At the seminar, Mr. Le Hoang Giang, an officer of Department 4, Department of Cyber ​​Security and High-Tech Crime Prevention (Ministry of Public Security) said that after the incident at VNDirect, the Department of Cyber ​​Security and High-Tech Crime Prevention (Ministry of Public Security) immediately worked with VNDirect and the State Securities Commission (SSC) to investigate the issue.

In addition to clarifying the hackers' methods of attacking the system, the police are also concerned about how the cyber attack affects the stock market in general and stock investors using the VNDirect system in particular, when the system is suspended.
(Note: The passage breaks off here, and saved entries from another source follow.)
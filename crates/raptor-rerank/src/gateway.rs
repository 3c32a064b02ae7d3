use std::sync::Arc;
use std::time::Instant;

use tokio::sync::Semaphore;
use tokio::task::JoinSet;
use tracing::debug;

use raptor_core::cancellation::CancellationToken;
use raptor_core::config::{RerankConfig, RetrievalConfig};
use raptor_core::errors::{RaptorError, RaptorResult};
use raptor_core::traits::IRerankModel;
use raptor_observability::events;

use crate::cache::{CacheStats, RerankCache, RerankKey};
use crate::models::build_model;
use crate::passage::Passage;

/// Uniform scoring front for one rerank model.
///
/// Owns the score cache and the worker pool. Cheap to share behind an `Arc`
/// across concurrent queries; per-call settings come from the
/// [`RetrievalConfig`] snapshot passed to each call.
pub struct RerankGateway {
    model: Arc<dyn IRerankModel>,
    model_name: Arc<str>,
    cache: RerankCache,
    workers: Arc<Semaphore>,
}

/// Scores computed by one dispatch, as (input index, score).
type Computed = Vec<(usize, f64)>;

impl RerankGateway {
    pub fn new(model: Arc<dyn IRerankModel>, config: &RerankConfig) -> RaptorResult<Self> {
        if config.max_concurrent_batches < 1 {
            return Err(RaptorError::InvalidConfig {
                reason: "max_concurrent_batches must be >= 1".into(),
            });
        }
        if config.cache_capacity < 1 {
            return Err(RaptorError::InvalidConfig {
                reason: "cache_capacity must be >= 1".into(),
            });
        }
        let model_name: Arc<str> = Arc::from(model.name());
        Ok(Self {
            model,
            model_name,
            cache: RerankCache::new(config.cache_capacity),
            workers: Arc::new(Semaphore::new(config.max_concurrent_batches)),
        })
    }

    /// Gateway over the backend registered as `config.model_name`.
    pub fn from_config(config: &RerankConfig) -> RaptorResult<Self> {
        Self::new(build_model(&config.model_name)?, config)
    }

    pub fn model_name(&self) -> &str {
        &self.model_name
    }

    pub fn cache(&self) -> &RerankCache {
        &self.cache
    }

    pub fn cache_stats(&self) -> CacheStats {
        self.cache.stats()
    }

    /// Whether recall scores are bunched closely enough for a rerank pass
    /// to be worth its latency. Always false for an empty list or one
    /// holding a non-finite score.
    pub fn should_rerank(scores: &[f64], spread_threshold: f64) -> bool {
        if scores.is_empty() || scores.iter().any(|s| !s.is_finite()) {
            return false;
        }
        let (min, max) = scores
            .iter()
            .fold((f64::INFINITY, f64::NEG_INFINITY), |(lo, hi), &s| {
                (lo.min(s), hi.max(s))
            });
        max - min < spread_threshold
    }

    /// Score one passage.
    pub async fn score(
        &self,
        query: &str,
        passage: &Passage,
        config: &RetrievalConfig,
        cancel: &CancellationToken,
    ) -> RaptorResult<f64> {
        let scores = self
            .batch_score(query, std::slice::from_ref(passage), config, cancel)
            .await?;
        scores
            .first()
            .copied()
            .ok_or_else(|| self.unavailable("no score returned for a single passage"))
    }

    /// Score every passage, in input order.
    ///
    /// Cached scores are reused; misses go to the model in chunks of
    /// `rerank_batch_size`, at most `max_concurrent_batches` at a time.
    /// `rerank_timeout_ms` bounds the whole call. Any model fault, timeout,
    /// or malformed reply is `RerankUnavailable` and leaves the cache as it
    /// was. So is a miss against a model whose `is_available` is false.
    /// Cancellation stops new chunks from being issued and surfaces as
    /// `Cancelled`.
    pub async fn batch_score(
        &self,
        query: &str,
        passages: &[Passage],
        config: &RetrievalConfig,
        cancel: &CancellationToken,
    ) -> RaptorResult<Vec<f64>> {
        if config.rerank_batch_size < 1 {
            return Err(RaptorError::InvalidConfig {
                reason: "rerank_batch_size must be >= 1".into(),
            });
        }
        if passages.is_empty() {
            return Ok(Vec::new());
        }
        if cancel.is_cancelled() {
            return Err(cancelled());
        }

        let started = Instant::now();
        let query: Arc<str> = Arc::from(query);
        let keys: Vec<RerankKey> = passages
            .iter()
            .map(|p| RerankKey {
                model: Arc::clone(&self.model_name),
                query: Arc::clone(&query),
                passage: p.key.clone(),
            })
            .collect();

        let mut scores: Vec<Option<f64>> = Vec::with_capacity(passages.len());
        let mut misses = Vec::new();
        for (i, key) in keys.iter().enumerate() {
            let cached = self.cache.get(key)?;
            if cached.is_none() {
                misses.push(i);
            }
            scores.push(cached);
        }
        let cache_hits = passages.len() - misses.len();
        let batches = misses.len().div_ceil(config.rerank_batch_size);

        if !misses.is_empty() {
            if !self.model.is_available() {
                return Err(self.unavailable("model reports itself unavailable"));
            }
            let timeout = config.rerank_timeout();
            let dispatch = self.dispatch(&query, passages, &misses, config.rerank_batch_size, cancel);
            let computed = match tokio::time::timeout(timeout, dispatch).await {
                Ok(result) => result?,
                Err(_) => {
                    return Err(self.unavailable(format!(
                        "timed out after {}ms",
                        config.rerank_timeout_ms
                    )))
                }
            };
            // Every chunk succeeded; only now do scores become visible to others.
            for (i, score) in computed {
                self.cache.insert(keys[i].clone(), score);
                scores[i] = Some(score);
            }
        }

        let scores = scores
            .into_iter()
            .enumerate()
            .map(|(i, s)| {
                s.ok_or_else(|| RaptorError::CacheCorruption {
                    details: format!("passage {i} has no score after a successful batch"),
                })
            })
            .collect::<RaptorResult<Vec<f64>>>()?;

        debug!(
            model = %self.model_name,
            elapsed_ms = started.elapsed().as_millis() as u64,
            "batch scored"
        );
        events::rerank_completed(&self.model_name, passages.len(), cache_hits, batches);
        Ok(scores)
    }

    /// Issue one blocking task per chunk of `misses` and gather all results.
    ///
    /// Returning early (error, cancellation, or the caller's timeout dropping
    /// this future) drops the `JoinSet`, which aborts chunks not yet started.
    async fn dispatch(
        &self,
        query: &Arc<str>,
        passages: &[Passage],
        misses: &[usize],
        batch_size: usize,
        cancel: &CancellationToken,
    ) -> RaptorResult<Computed> {
        let mut tasks = JoinSet::new();
        for chunk in misses.chunks(batch_size) {
            let permit = Arc::clone(&self.workers)
                .acquire_owned()
                .await
                .map_err(|_| self.unavailable("worker pool closed"))?;
            if cancel.is_cancelled() {
                return Err(cancelled());
            }
            let indices = chunk.to_vec();
            let texts: Vec<String> = chunk.iter().map(|&i| passages[i].text.clone()).collect();
            let model = Arc::clone(&self.model);
            let query = Arc::clone(query);
            tasks.spawn_blocking(move || {
                let _permit = permit;
                let result = model.score_batch(&query, &texts);
                (indices, result)
            });
        }

        let mut computed = Vec::with_capacity(misses.len());
        while let Some(joined) = tasks.join_next().await {
            let (indices, result) =
                joined.map_err(|e| self.unavailable(format!("batch task failed: {e}")))?;
            let batch = result.map_err(|e| self.unavailable(format!("model fault: {e}")))?;
            if batch.len() != indices.len() {
                return Err(self.unavailable(format!(
                    "model returned {} scores for {} passages",
                    batch.len(),
                    indices.len()
                )));
            }
            for (i, score) in indices.into_iter().zip(batch) {
                if !score.is_finite() {
                    return Err(self.unavailable(format!("non-finite score {score}")));
                }
                computed.push((i, score));
            }
        }
        Ok(computed)
    }

    fn unavailable(&self, reason: impl Into<String>) -> RaptorError {
        RaptorError::RerankUnavailable {
            model: self.model_name.to_string(),
            reason: reason.into(),
        }
    }
}

fn cancelled() -> RaptorError {
    RaptorError::Cancelled {
        stage: "rerank".into(),
    }
}

impl std::fmt::Debug for RerankGateway {
    fn fmt(&self, f: &mut std::fmt::Formatter<'_>) -> std::fmt::Result {
        f.debug_struct("RerankGateway")
            .field("model", &self.model_name)
            .field("available_workers", &self.workers.available_permits())
            .finish()
    }
}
According to Mr. Le Hoang Giang, investors are the ones directly affected when the system is temporarily suspended due to data encryption attacks. "After this incident, I hope that securities companies will raise awareness of information system security, so that the stock market is healthy and investors' interests are protected," Mr. Giang emphasized.

Also related to the securities sector, Lieutenant Colonel Nguyen Anh Tuan, Deputy Director of the National Population Data Center under the Department of Administrative Management of Social Order, Ministry of Public Security (C06) said that in the process of implementing Project 06, C06 coordinated with ministries and branches, including the State Securities Commission. "Recently, the coordination was so that the State Securities Commission could apply equipment solutions and citizen data, to promote operational management, not security and confidentiality" - Lieutenant Colonel Nguyen Anh Tuan said.

According to Mr. Tuan, by verifying accurate citizen information, it will contribute to more effective management in securities transactions. Thanks to that, violations of the law will be detected early, minimizing the risk of fraud, money laundering, market manipulation, and generally increasing transparency in the securities market.